>>>>>
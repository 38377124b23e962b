//! Lifecycle management subsystem.
//!
//! # Data Flow
//! ```text
//! Startup (startup.rs):
//!     Load config → Validate → Build transport + service → Metrics → Bind
//!
//! Shutdown (shutdown.rs):
//!     Signal received → Stop accepting → Drain exchanges → Drop pool → Exit
//!
//! Signals (signals.rs):
//!     SIGTERM/SIGINT → Trigger graceful shutdown
//! ```
//!
//! # Design Decisions
//! - Ordered startup: config first, then core, then the listener
//! - Draining has a deadline; exchanges still running after it are dropped

pub mod shutdown;
pub mod signals;
pub mod startup;

pub use shutdown::Shutdown;
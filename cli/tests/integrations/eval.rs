use assert_cmd::Command;
use predicates::prelude::*;

fn calc() -> Command {
    Command::cargo_bin("calc").unwrap()
}

#[test]
fn test_eval_add_table() {
    calc()
        .args(["eval", "4", "2", "add"])
        .assert()
        .success()
        .stdout(predicate::str::contains("4 + 2"))
        .stdout(predicate::str::contains("6"));
}

#[test]
fn test_eval_raw_output() {
    calc()
        .args(["eval", "4", "2", "add", "--raw"])
        .assert()
        .success()
        .stdout("6\n");

    calc()
        .args(["eval", "4", "2", "subtract", "-r"])
        .assert()
        .success()
        .stdout("2\n");

    calc()
        .args(["eval", "4", "2", "multiply", "--raw"])
        .assert()
        .success()
        .stdout("8\n");

    calc()
        .args(["eval", "1", "4", "divide", "--raw"])
        .assert()
        .success()
        .stdout("0.25\n");
}

#[test]
fn test_eval_negative_operands() {
    calc()
        .args(["eval", "-7.5", "2.5", "add", "--raw"])
        .assert()
        .success()
        .stdout("-5\n");
}

#[test]
fn test_eval_divide_by_zero() {
    calc()
        .args(["eval", "5", "0", "divide"])
        .assert()
        .failure()
        .stderr(predicate::str::contains("Cannot divide by zero"));
}

#[test]
fn test_eval_invalid_operation() {
    calc()
        .args(["eval", "1", "1", "power"])
        .assert()
        .failure()
        .stderr(predicate::str::contains("Invalid operation"));
}

#[test]
fn test_eval_operation_is_case_sensitive() {
    calc()
        .args(["eval", "1", "1", "Add"])
        .assert()
        .failure()
        .stderr(predicate::str::contains("Invalid operation"));
}

#[test]
fn test_eval_json_output() {
    calc()
        .args(["eval", "4", "2", "divide", "--json"])
        .assert()
        .success()
        .stdout(predicate::str::contains("\"result\": 2.0"))
        .stdout(predicate::str::contains("\"error\": null"));
}

#[test]
fn test_eval_json_output_on_error() {
    calc()
        .args(["eval", "5", "0", "divide", "--json"])
        .assert()
        .failure()
        .stdout(predicate::str::contains(
            "\"error\": \"Cannot divide by zero\"",
        ));
}

#[test]
fn test_eval_missing_operands() {
    calc()
        .args(["eval", "4"])
        .assert()
        .failure()
        .stderr(predicate::str::contains("Missing operands"));
}

#[test]
fn test_eval_non_numeric_operand() {
    calc().args(["eval", "four", "2", "add"]).assert().failure();
}

#[test]
fn test_eval_raw_conflicts_with_json() {
    calc()
        .args(["eval", "4", "2", "add", "--raw", "--json"])
        .assert()
        .failure();
}
#![no_main]

use calc::evaluate;
use libfuzzer_sys::fuzz_target;

fuzz_target!(|data: &[u8]| {
    if let Ok(selector) = std::str::from_utf8(data) {
        let response = evaluate(6.0, 3.0, selector);

        if !matches!(selector, "add" | "subtract" | "multiply" | "divide") {
            assert_eq!(response.error.as_deref(), Some("Invalid operation"));
        }
    }
});
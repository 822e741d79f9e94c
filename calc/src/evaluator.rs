//! Request-to-result evaluation
//!
//! Parses the selector, applies the operation, and folds every failure into a
//! [`Response`]. Nothing here escalates: domain errors and faults alike end up
//! in the `error` field.

use crate::{CalcError, CalcResult, Operation, Response};
use std::any::Any;
use std::panic::{self, UnwindSafe};

const UNKNOWN_FAULT: &str = "Unexpected fault";

/// Evaluate `num1 <operation> num2`.
///
/// # Examples
/// ```text
/// evaluate(4, 2, "add")      -> { result: 6, error: null }
/// evaluate(5, 0, "divide")   -> { result: 0, error: "Cannot divide by zero" }
/// evaluate(1, 1, "power")    -> { result: 0, error: "Invalid operation" }
/// ```
pub fn evaluate(num1: f64, num2: f64, operation: &str) -> Response {
    evaluate_operation(num1, num2, &Operation::parse(operation))
}

/// Evaluate with an already parsed selector
pub fn evaluate_operation(num1: f64, num2: f64, operation: &Operation) -> Response {
    Response::from(guard(|| operation.apply(num1, num2)))
}

/// Run a computation, turning a panic into [`CalcError::Fault`].
///
/// The fault carries the panic message when the payload is a string, and a
/// generic message otherwise.
///
/// The process-wide panic hook is left untouched, so the default hook still
/// prints the panic to stderr before it is converted. Callers that need a
/// silent fault path install their own hook.
pub fn guard<F>(computation: F) -> CalcResult<f64>
where
    F: FnOnce() -> CalcResult<f64> + UnwindSafe,
{
    panic::catch_unwind(computation)
        .unwrap_or_else(|payload| Err(CalcError::Fault(fault_message(payload.as_ref()))))
}

fn fault_message(payload: &(dyn Any + Send)) -> String {
    if let Some(message) = payload.downcast_ref::<&str>() {
        (*message).to_string()
    } else if let Some(message) = payload.downcast_ref::<String>() {
        message.clone()
    } else {
        UNKNOWN_FAULT.to_string()
    }
}
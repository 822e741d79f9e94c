//! # Calc Engine
//!
//! Arithmetic evaluator behind the calculator server and CLI.
//!
//! ## Quick Start
//!
//! ```rust
//! use calc::evaluate;
//!
//! let response = calc::evaluate(4.0, 2.0, "add");
//! assert_eq!(response.result, 6.0);
//! assert!(response.error.is_none());
//!
//! let response = evaluate(5.0, 0.0, "divide");
//! assert_eq!(response.error.as_deref(), Some("Cannot divide by zero"));
//! ```
//!
//! ## Core Concepts
//!
//! ### Operations
//! An operation selector is one of `add`, `subtract`, `multiply` or `divide`,
//! matched case-sensitively. Anything else is kept as
//! [`Operation::Unsupported`] and evaluates to an "Invalid operation" error.
//!
//! ### Responses
//! Every evaluation produces a [`Response`]: a `result` and an optional
//! `error`. Errors never escape as `Err` from [`evaluate`]; they are folded into
//! the response so callers can serialize it as-is.
//!
//! ### Floating point
//! Operands and results are plain `f64`. Infinities and NaN pass through
//! untouched; only an exact zero divisor is rejected.

pub mod error;
pub mod evaluator;
pub mod operation;
pub mod response;

pub use error::CalcError;
pub use evaluator::{evaluate, evaluate_operation, guard};
pub use operation::Operation;
pub use response::Response;

/// Result type for calculator operations
pub type CalcResult<T> = Result<T, CalcError>;
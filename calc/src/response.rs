use crate::{CalcError, CalcResult};
use serde::{Deserialize, Serialize};

/// Outcome of a single evaluation
///
/// On success `error` is `None` and `result` holds the computed value. On
/// failure `result` is `0.0` and `error` holds the message. `error` is always
/// serialized, as `null` when absent.
///
/// JSON has no literal for infinities or NaN, so those results are written as
/// the strings `"Infinity"`, `"-Infinity"` and `"NaN"` and read back the same way.
#[derive(Debug, Clone, PartialEq, Serialize, Deserialize)]
pub struct Response {
    #[serde(
        serialize_with = "ieee754::serialize",
        deserialize_with = "ieee754::deserialize"
    )]
    pub result: f64,
    pub error: Option<String>,
}

impl Response {
    pub fn success(result: f64) -> Self {
        Self {
            result,
            error: None,
        }
    }

    pub fn failure(error: impl Into<String>) -> Self {
        Self {
            result: 0.0,
            error: Some(error.into()),
        }
    }

    /// Get the value, or the error message if the evaluation failed
    pub fn value(&self) -> Result<f64, &str> {
        match &self.error {
            Some(message) => Err(message),
            None => Ok(self.result),
        }
    }
}

impl From<CalcResult<f64>> for Response {
    fn from(outcome: CalcResult<f64>) -> Self {
        match outcome {
            Ok(value) => Response::success(value),
            Err(err) => Response::from(err),
        }
    }
}

impl From<CalcError> for Response {
    fn from(err: CalcError) -> Self {
        Response::failure(err.to_string())
    }
}

/// `f64` as a JSON number, or a string token when it is not finite
mod ieee754 {
    use serde::de::{self, Visitor};
    use serde::{Deserializer, Serializer};
    use std::fmt;

    const INFINITY: &str = "Infinity";
    const NEG_INFINITY: &str = "-Infinity";
    const NAN: &str = "NaN";

    pub fn serialize<S: Serializer>(value: &f64, serializer: S) -> Result<S::Ok, S::Error> {
        if value.is_nan() {
            serializer.serialize_str(NAN)
        } else if *value == f64::INFINITY {
            serializer.serialize_str(INFINITY)
        } else if *value == f64::NEG_INFINITY {
            serializer.serialize_str(NEG_INFINITY)
        } else {
            serializer.serialize_f64(*value)
        }
    }

    pub fn deserialize<'de, D: Deserializer<'de>>(deserializer: D) -> Result<f64, D::Error> {
        deserializer.deserialize_any(NumberVisitor)
    }

    struct NumberVisitor;

    impl Visitor<'_> for NumberVisitor {
        type Value = f64;

        fn expecting(&self, f: &mut fmt::Formatter<'_>) -> fmt::Result {
            write!(
                f,
                "a number or one of \"{}\", \"{}\", \"{}\"",
                INFINITY, NEG_INFINITY, NAN
            )
        }

        fn visit_f64<E: de::Error>(self, value: f64) -> Result<f64, E> {
            Ok(value)
        }

        fn visit_i64<E: de::Error>(self, value: i64) -> Result<f64, E> {
            Ok(value as f64)
        }

        fn visit_u64<E: de::Error>(self, value: u64) -> Result<f64, E> {
            Ok(value as f64)
        }

        fn visit_str<E: de::Error>(self, value: &str) -> Result<f64, E> {
            match value {
                INFINITY => Ok(f64::INFINITY),
                NEG_INFINITY => Ok(f64::NEG_INFINITY),
                NAN => Ok(f64::NAN),
                other => Err(E::invalid_value(de::Unexpected::Str(other), &self)),
            }
        }
    }
}
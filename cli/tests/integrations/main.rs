mod eval;
mod operations;
mod server;
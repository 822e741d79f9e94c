use assert_cmd::Command;
use predicates::prelude::*;

#[test]
fn test_operations_lists_selectors() {
    let mut cmd = Command::cargo_bin("calc").unwrap();
    cmd.arg("operations");

    cmd.assert()
        .success()
        .stdout(predicate::str::contains("add"))
        .stdout(predicate::str::contains("subtract"))
        .stdout(predicate::str::contains("multiply"))
        .stdout(predicate::str::contains("divide"));
}

#[test]
fn test_help_mentions_commands() {
    let mut cmd = Command::cargo_bin("calc").unwrap();
    cmd.arg("--help");

    cmd.assert()
        .success()
        .stdout(predicate::str::contains("eval"))
        .stdout(predicate::str::contains("operations"));
}
use assert_cmd::Command;

#[test]
fn test_server_command_available() {
    let mut cmd = Command::cargo_bin("calc").unwrap();
    cmd.arg("--help");

    cmd.assert()
        .success()
        .stdout(predicates::str::contains("server"));
}

#[test]
fn test_server_rejects_invalid_port() {
    let mut cmd = Command::cargo_bin("calc").unwrap();
    cmd.args(["server", "--port", "not-a-port"]);

    cmd.assert().failure();
}

#[test]
fn test_server_help_shows_env_overrides() {
    let mut cmd = Command::cargo_bin("calc").unwrap();
    cmd.args(["server", "--help"]);

    cmd.assert()
        .success()
        .stdout(predicates::str::contains("CALC_PORT"))
        .stdout(predicates::str::contains("CALC_HOST"));
}
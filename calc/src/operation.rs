//! Operation selectors
//!
//! Selectors arrive as free text. They are parsed once into a closed set of
//! operations, with a fallback variant that keeps the unrecognized text.

use crate::{CalcError, CalcResult};
use std::fmt;

/// Arithmetic operation selected by the caller
#[derive(Debug, Clone, PartialEq, Eq, Hash)]
pub enum Operation {
    Add,
    Subtract,
    Multiply,
    Divide,
    /// Any selector outside the four known names, as received
    Unsupported(String),
}

impl Operation {
    /// The four operations a selector can name, in display order
    pub const SUPPORTED: [Operation; 4] = [
        Operation::Add,
        Operation::Subtract,
        Operation::Multiply,
        Operation::Divide,
    ];

    /// Parse a selector. Matching is exact and case-sensitive.
    pub fn parse(selector: &str) -> Self {
        match selector {
            "add" => Operation::Add,
            "subtract" => Operation::Subtract,
            "multiply" => Operation::Multiply,
            "divide" => Operation::Divide,
            other => Operation::Unsupported(other.to_string()),
        }
    }

    /// The selector text for this operation
    pub fn name(&self) -> &str {
        match self {
            Operation::Add => "add",
            Operation::Subtract => "subtract",
            Operation::Multiply => "multiply",
            Operation::Divide => "divide",
            Operation::Unsupported(raw) => raw,
        }
    }

    /// Infix symbol, if the operation is supported
    pub fn symbol(&self) -> Option<&'static str> {
        match self {
            Operation::Add => Some("+"),
            Operation::Subtract => Some("-"),
            Operation::Multiply => Some("*"),
            Operation::Divide => Some("/"),
            Operation::Unsupported(_) => None,
        }
    }

    /// Whether the selector named one of the four operations
    pub fn is_supported(&self) -> bool {
        !matches!(self, Operation::Unsupported(_))
    }

    /// Apply the operation to two operands.
    ///
    /// Only two inputs are rejected: a zero divisor for `divide`, and an
    /// unsupported selector. Everything else follows IEEE 754, so overflow
    /// yields an infinity and NaN operands propagate.
    pub fn apply(&self, num1: f64, num2: f64) -> CalcResult<f64> {
        match self {
            Operation::Add => Ok(num1 + num2),
            Operation::Subtract => Ok(num1 - num2),
            Operation::Multiply => Ok(num1 * num2),
            Operation::Divide => {
                // -0.0 == 0.0 holds, NaN == 0.0 does not
                if num2 == 0.0 {
                    Err(CalcError::DivisionByZero)
                } else {
                    Ok(num1 / num2)
                }
            }
            Operation::Unsupported(_) => Err(CalcError::InvalidOperation),
        }
    }
}

impl From<String> for Operation {
    fn from(selector: String) -> Self {
        match Operation::parse(&selector) {
            Operation::Unsupported(_) => Operation::Unsupported(selector),
            known => known,
        }
    }
}

impl fmt::Display for Operation {
    fn fmt(&self, f: &mut fmt::Formatter<'_>) -> fmt::Result {
        write!(f, "{}", self.name())
    }
}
<<<<<
* [Task objective]:
Determine how many lines above contain the word "Cannot", then give the number by itself.

* [Solution]:
4